Convolutional neural networks (CNNs) and transformers are widely employed in constructing UNet architectures for medical image segmentation tasks. However, CNNs struggle to model long-range dependencies, while transformers suffer from quadratic computational complexity. Recently, Mamba, a type of State Space Models, has gained attention for its exceptional ability to model long-range interactions while maintaining linear computational complexity. Despite the emergence of several Mamba-based methods, they still present the following limitations: first, their network designs generally lack perceptual capabilities for the original input data; second, they primarily focus on capturing global information, while often neglecting local details. To address these challenges, we propose a prompt-guided CNN-Mamba dual-path UNet, termed PGM-UNet, for medical image segmentation. Specifically, we introduce a prompt-guided residual Mamba module that adaptively extracts dynamic visual prompts from the original input data, effectively guiding Mamba in capturing global information.

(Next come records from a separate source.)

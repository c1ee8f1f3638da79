use chrono::{DateTime, Utc};
use serde::{Deserialize, Serialize};
use validator::Validate;

use crate::models::message::Message;

#[derive(Debug, Clone, Serialize, Deserialize, Validate)]
pub struct CreateMessagePayload {
    #[validate(length(min = 1))]
    pub payslip_id: String,
    #[validate(length(min = 1))]
    pub body: String,
}

#[derive(Debug, Clone, Serialize, Deserialize)]
pub struct MessageResponse {
    pub id: String,
    pub employee_code: String,
    pub body: String,
    pub month: i32,
    pub year: i32,
    pub sent: bool,
    pub created_at: DateTime<Utc>,
    pub sent_at: Option<DateTime<Utc>>,
}

impl From<Message> for MessageResponse {
    fn from(message: Message) -> Self {
        Self {
            id: message.id,
            employee_code: message.employee_code,
            body: message.body,
            month: message.month,
            year: message.year,
            sent: message.sent,
            created_at: message.created_at,
            sent_at: message.sent_at,
        }
    }
}
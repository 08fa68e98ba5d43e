use axum::http::StatusCode;
use axum::response::{IntoResponse, Response};
use thiserror::Error;
use tracing::error;

use parley_gateway::{GatewayError, StoreError};

#[derive(Debug, Error)]
pub enum ApiError {
    #[error("Missing or invalid bearer token")]
    Unauthorized,

    #[error(transparent)]
    Gateway(#[from] GatewayError),
}

impl IntoResponse for ApiError {
    fn into_response(self) -> Response {
        let (status, message) = match &self {
            ApiError::Unauthorized => (StatusCode::UNAUTHORIZED, self.to_string()),
            ApiError::Gateway(e) => match e {
                GatewayError::Auth(_) | GatewayError::NotAuthenticated => {
                    (StatusCode::UNAUTHORIZED, e.to_string())
                }
                GatewayError::NotAMember(_) | GatewayError::Denied(_) => {
                    (StatusCode::FORBIDDEN, e.to_string())
                }
                GatewayError::NotFound(_) => (StatusCode::NOT_FOUND, e.to_string()),
                GatewayError::InvalidIntent(_) => (StatusCode::BAD_REQUEST, e.to_string()),
                GatewayError::AlreadyAuthenticated | GatewayError::Store(StoreError::Conflict) => {
                    (StatusCode::CONFLICT, e.to_string())
                }
                GatewayError::Store(_) | GatewayError::ConnectionClosed => {
                    error!("Request failed: {}", e);
                    (StatusCode::INTERNAL_SERVER_ERROR, "Internal server error".to_string())
                }
            },
        };

        let body = serde_json::json!({
            "error": message,
        });

        (status, axum::Json(body)).into_response()
    }
}
use std::fmt;

use chrono::{DateTime, Utc};
use serde::{Deserialize, Serialize};
use uuid::Uuid;

/// Longest text preview kept on a conversation's last-message summary.
pub const PREVIEW_CHARS: usize = 100;

/// A verified user reference. Supplied by the identity verifier and never
/// changed for the lifetime of a connection.
#[derive(Debug, Clone, PartialEq, Eq, Hash, Serialize, Deserialize)]
pub struct Identity {
    pub user_id: Uuid,
    pub username: String,
}

impl Identity {
    pub fn new(user_id: Uuid, username: impl Into<String>) -> Self {
        Self {
            user_id,
            username: username.into(),
        }
    }
}

/// Server-assigned id for one live transport channel. Generated fresh per
/// accept, never reused.
#[derive(Debug, Clone, Copy, PartialEq, Eq, Hash, PartialOrd, Ord, Serialize, Deserialize)]
#[serde(transparent)]
pub struct ConnectionId(pub Uuid);

impl ConnectionId {
    pub fn new() -> Self {
        Self(Uuid::new_v4())
    }
}

impl Default for ConnectionId {
    fn default() -> Self {
        Self::new()
    }
}

impl fmt::Display for ConnectionId {
    fn fmt(&self, f: &mut fmt::Formatter<'_>) -> fmt::Result {
        self.0.fmt(f)
    }
}

#[derive(Debug, Clone, Copy, PartialEq, Eq, Hash, Serialize, Deserialize)]
#[serde(rename_all = "snake_case")]
pub enum MessageKind {
    Text,
    Image,
    Video,
    Audio,
    File,
}

impl MessageKind {
    pub fn as_str(self) -> &'static str {
        match self {
            Self::Text => "text",
            Self::Image => "image",
            Self::Video => "video",
            Self::Audio => "audio",
            Self::File => "file",
        }
    }

    pub fn parse(s: &str) -> Option<Self> {
        match s {
            "text" => Some(Self::Text),
            "image" => Some(Self::Image),
            "video" => Some(Self::Video),
            "audio" => Some(Self::Audio),
            "file" => Some(Self::File),
            _ => None,
        }
    }
}

/// Delivery status of a message. Variants are declared in progression order,
/// so `Ord` reflects how far a message has advanced.
#[derive(Debug, Clone, Copy, PartialEq, Eq, PartialOrd, Ord, Hash, Serialize, Deserialize)]
#[serde(rename_all = "snake_case")]
pub enum MessageStatus {
    Sent,
    Delivered,
    Read,
}

impl MessageStatus {
    pub fn rank(self) -> i64 {
        match self {
            Self::Sent => 0,
            Self::Delivered => 1,
            Self::Read => 2,
        }
    }

    pub fn from_rank(rank: i64) -> Option<Self> {
        match rank {
            0 => Some(Self::Sent),
            1 => Some(Self::Delivered),
            2 => Some(Self::Read),
            _ => None,
        }
    }
}

/// Opaque reference into the blob store, produced by the upload layer.
#[derive(Debug, Clone, PartialEq, Eq, Serialize, Deserialize)]
pub struct AttachmentRef {
    pub reference: String,
    #[serde(default, skip_serializing_if = "Option::is_none")]
    pub filename: Option<String>,
    #[serde(default, skip_serializing_if = "Option::is_none")]
    pub mime_type: Option<String>,
    #[serde(default, skip_serializing_if = "Option::is_none")]
    pub size: Option<u64>,
}

#[derive(Debug, Clone, Default, PartialEq, Eq, Serialize, Deserialize)]
pub struct MessageContent {
    #[serde(default, skip_serializing_if = "Option::is_none")]
    pub text: Option<String>,
    #[serde(default, skip_serializing_if = "Option::is_none")]
    pub attachment: Option<AttachmentRef>,
}

impl MessageContent {
    pub fn text(text: impl Into<String>) -> Self {
        Self {
            text: Some(text.into()),
            attachment: None,
        }
    }

    /// A message needs non-empty text, an attachment, or both.
    pub fn is_empty(&self) -> bool {
        let has_text = self.text.as_deref().is_some_and(|t| !t.trim().is_empty());
        !has_text && self.attachment.is_none()
    }

    /// List-view preview: the leading text, or a bracketed kind tag when the
    /// message carries only an attachment.
    pub fn preview(&self, kind: MessageKind) -> String {
        match self.text.as_deref().filter(|t| !t.trim().is_empty()) {
            Some(text) => text.chars().take(PREVIEW_CHARS).collect(),
            None => format!("[{}]", kind.as_str()),
        }
    }
}

#[derive(Debug, Clone, PartialEq, Eq, Serialize, Deserialize)]
pub struct ReadReceipt {
    pub user_id: Uuid,
    pub read_at: DateTime<Utc>,
}

#[derive(Debug, Clone, PartialEq, Eq, Serialize, Deserialize)]
pub struct Message {
    pub id: Uuid,
    pub conversation_id: Uuid,
    pub sender_id: Uuid,
    pub kind: MessageKind,
    pub content: MessageContent,
    pub status: MessageStatus,
    /// Position within the conversation, strictly increasing.
    pub seq: i64,
    pub created_at: DateTime<Utc>,
    pub read_by: Vec<ReadReceipt>,
}

impl Message {
    pub fn has_reader(&self, user_id: Uuid) -> bool {
        self.read_by.iter().any(|r| r.user_id == user_id)
    }
}

/// A message ready to be appended. Id, position and timestamp are assigned by
/// the store.
#[derive(Debug, Clone)]
pub struct NewMessage {
    pub conversation_id: Uuid,
    pub sender_id: Uuid,
    pub kind: MessageKind,
    pub content: MessageContent,
}

#[derive(Debug, Clone, Copy, PartialEq, Eq, Hash, Serialize, Deserialize)]
#[serde(rename_all = "snake_case")]
pub enum ConversationKind {
    Direct,
    Group,
}

impl ConversationKind {
    pub fn as_str(self) -> &'static str {
        match self {
            Self::Direct => "direct",
            Self::Group => "group",
        }
    }

    pub fn parse(s: &str) -> Option<Self> {
        match s {
            "direct" => Some(Self::Direct),
            "group" => Some(Self::Group),
            _ => None,
        }
    }
}

/// Denormalized last-message info kept on a conversation for list views.
#[derive(Debug, Clone, PartialEq, Eq, Serialize, Deserialize)]
pub struct ConversationSummary {
    pub preview: String,
    pub sender_id: Uuid,
    pub kind: MessageKind,
    pub sent_at: DateTime<Utc>,
}

impl ConversationSummary {
    pub fn of(message: &Message) -> Self {
        Self {
            preview: message.content.preview(message.kind),
            sender_id: message.sender_id,
            kind: message.kind,
            sent_at: message.created_at,
        }
    }
}

#[derive(Debug, Clone, PartialEq, Eq, Serialize, Deserialize)]
pub struct Conversation {
    pub id: Uuid,
    pub kind: ConversationKind,
    pub name: Option<String>,
    /// Set for groups only.
    pub owner_id: Option<Uuid>,
    pub participants: Vec<Uuid>,
    pub last_message: Option<ConversationSummary>,
    pub created_at: DateTime<Utc>,
}

impl Conversation {
    pub fn has_participant(&self, user_id: Uuid) -> bool {
        self.participants.contains(&user_id)
    }

    /// The other side of a direct conversation.
    pub fn counterpart(&self, user_id: Uuid) -> Option<Uuid> {
        if self.kind != ConversationKind::Direct {
            return None;
        }
        self.participants.iter().copied().find(|p| *p != user_id)
    }
}

/// What to create. Direct conversations are keyed by their unordered pair.
#[derive(Debug, Clone)]
pub enum NewConversation {
    Direct {
        a: Uuid,
        b: Uuid,
    },
    Group {
        owner_id: Uuid,
        name: String,
        participants: Vec<Uuid>,
    },
}

/// Canonical key for a direct pair: the two ids sorted and joined, so
/// (a, b) and (b, a) collide on the store's unique index.
pub fn direct_key(a: Uuid, b: Uuid) -> String {
    let (lo, hi) = if a <= b { (a, b) } else { (b, a) };
    format!("{}:{}", lo, hi)
}
use chrono::{DateTime, Utc};
use serde::{Deserialize, Serialize};
use uuid::Uuid;

use crate::models::{ConnectionId, Identity, Message, MessageContent, MessageKind, MessageStatus};

/// Events pushed from the server to a connection.
#[derive(Debug, Clone, PartialEq, Serialize, Deserialize)]
#[serde(tag = "type", content = "data")]
pub enum ServerEvent {
    /// Authentication succeeded; the connection is active. `online` lists
    /// everyone else already connected.
    Ready {
        connection_id: ConnectionId,
        user_id: Uuid,
        username: String,
        online: Vec<Identity>,
    },

    /// Reply to exactly one client frame.
    Ack(Ack),

    /// A user came online or went offline
    PresenceChanged {
        user_id: Uuid,
        username: String,
        online: bool,
    },

    /// A message was persisted and is being delivered live
    MessageDelivered {
        conversation_id: Uuid,
        message: Message,
    },

    /// Someone read a message this connection's user sent
    MessageRead {
        conversation_id: Uuid,
        message_id: Uuid,
        reader_id: Uuid,
        read_at: DateTime<Utc>,
    },

    Typing {
        conversation_id: Uuid,
        user_id: Uuid,
        is_typing: bool,
    },

    RoomMembershipChanged {
        conversation_id: Uuid,
        user_id: Uuid,
        joined: bool,
    },
}

/// Commands sent FROM client TO server over WebSocket.
#[derive(Debug, Clone, PartialEq, Serialize, Deserialize)]
#[serde(tag = "type", content = "data")]
pub enum ClientCommand {
    /// Authenticate the connection
    Identify { token: String },

    SendDirect {
        recipient_id: Uuid,
        #[serde(default = "default_kind")]
        kind: MessageKind,
        content: MessageContent,
    },

    SendGroup {
        conversation_id: Uuid,
        #[serde(default = "default_kind")]
        kind: MessageKind,
        content: MessageContent,
    },

    JoinRoom { conversation_id: Uuid },

    LeaveRoom { conversation_id: Uuid },

    MarkRead { message_id: Uuid },

    TypingStart { conversation_id: Uuid },

    TypingStop { conversation_id: Uuid },
}

fn default_kind() -> MessageKind {
    MessageKind::Text
}

impl ClientCommand {
    pub fn name(&self) -> &'static str {
        match self {
            Self::Identify { .. } => "identify",
            Self::SendDirect { .. } => "send_direct",
            Self::SendGroup { .. } => "send_group",
            Self::JoinRoom { .. } => "join_room",
            Self::LeaveRoom { .. } => "leave_room",
            Self::MarkRead { .. } => "mark_read",
            Self::TypingStart { .. } => "typing_start",
            Self::TypingStop { .. } => "typing_stop",
        }
    }
}

/// One inbound frame. `request_id` is echoed back on the matching `Ack`.
#[derive(Debug, Clone, PartialEq, Serialize, Deserialize)]
pub struct ClientFrame {
    #[serde(default)]
    pub request_id: Option<u64>,
    pub command: ClientCommand,
}

impl ClientFrame {
    pub fn new(command: ClientCommand) -> Self {
        Self {
            request_id: None,
            command,
        }
    }
}

#[derive(Debug, Clone, PartialEq, Serialize, Deserialize)]
pub struct Ack {
    pub request_id: Option<u64>,
    pub outcome: AckOutcome,
}

impl Ack {
    pub fn is_ok(&self) -> bool {
        matches!(self.outcome, AckOutcome::Ok { .. })
    }

    pub fn result(&self) -> Option<&AckResult> {
        match &self.outcome {
            AckOutcome::Ok { result } => Some(result),
            AckOutcome::Error { .. } => None,
        }
    }

    pub fn error_code(&self) -> Option<ErrorCode> {
        match &self.outcome {
            AckOutcome::Ok { .. } => None,
            AckOutcome::Error { code, .. } => Some(*code),
        }
    }
}

#[derive(Debug, Clone, PartialEq, Serialize, Deserialize)]
#[serde(tag = "status", rename_all = "snake_case")]
pub enum AckOutcome {
    Ok { result: AckResult },
    Error { code: ErrorCode, message: String },
}

/// Resulting entity state carried by a successful acknowledgment.
#[derive(Debug, Clone, PartialEq, Serialize, Deserialize)]
#[serde(tag = "kind", rename_all = "snake_case")]
pub enum AckResult {
    Authenticated { user_id: Uuid },
    MessageSent { message: Message },
    Joined { conversation_id: Uuid },
    Left { conversation_id: Uuid },
    Read {
        message_id: Uuid,
        status: MessageStatus,
        /// False when the reader was already in the read-set.
        newly_read: bool,
    },
    Typing { conversation_id: Uuid, is_typing: bool },
}

/// Stable failure reasons reported to clients.
#[derive(Debug, Clone, Copy, PartialEq, Eq, Hash, Serialize, Deserialize)]
#[serde(rename_all = "snake_case")]
pub enum ErrorCode {
    AuthFailure,
    NotAuthenticated,
    AlreadyAuthenticated,
    NotAMember,
    NotFound,
    Denied,
    InvalidIntent,
    StoreFailure,
    ConnectionClosed,
    BadFrame,
}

Additionally, we design a local-global information fusion network, comprising a local information extraction module, a prompt-guided residual Mamba module, and a multi-focus attention fusion module, which effectively integrates local and global information. Furthermore, inspired by Kolmogorov-Arnold Networks (KANs), we develop a multi-scale information extraction module to capture richer contextual information without altering the resolution. We conduct extensive experiments on the ISIC-2017, ISIC-2018, DIAS, and DRIVE. The results demonstrate that the proposed method significantly outperforms state-of-the-art approaches in multiple medical image segmentation tasks.

Paper Structure

This paper contains 18 sections, 10 equations, 4 figures, 5 tables.

Figures (4)

  • Figure 1: Visualization of comparison results on the ISIC-2018. The X-axis represents the number of parameters (lower is better), while the Y-axis indicates the DSC values (higher is better). The proposed strategy achieves a good trade-off between segmentation accuracy and parameter efficiency.
  • Figure 2: Overview of the proposed PGM-UNet architecture. The encoder and decoder are primarily composed of the LG-Net. The LIEM is used to extract local information, while the PGRM extracts global information under the guidance of prompt information. The MAFM employs channel attention mechanisms to reweight the local information from LIEM and the global information from PGRM, enabling effective integration. Additionally, the MIEM is constructed by combining multiple dilated convolutions and KANs, which serves as the bottleneck layer.
  • Figure 3: Visual comparison of different medical image segmentation approaches on skin lesion images selected from the ISIC-2017 and ISIC-2018. Red lines indicate the boundaries of the labels.
  • Figure 4: Visual comparison of different medical image segmentation approaches on vessel segmentation images selected from the DIAS and DRIVE. Zooming in on the red screen enhances the viewing experience.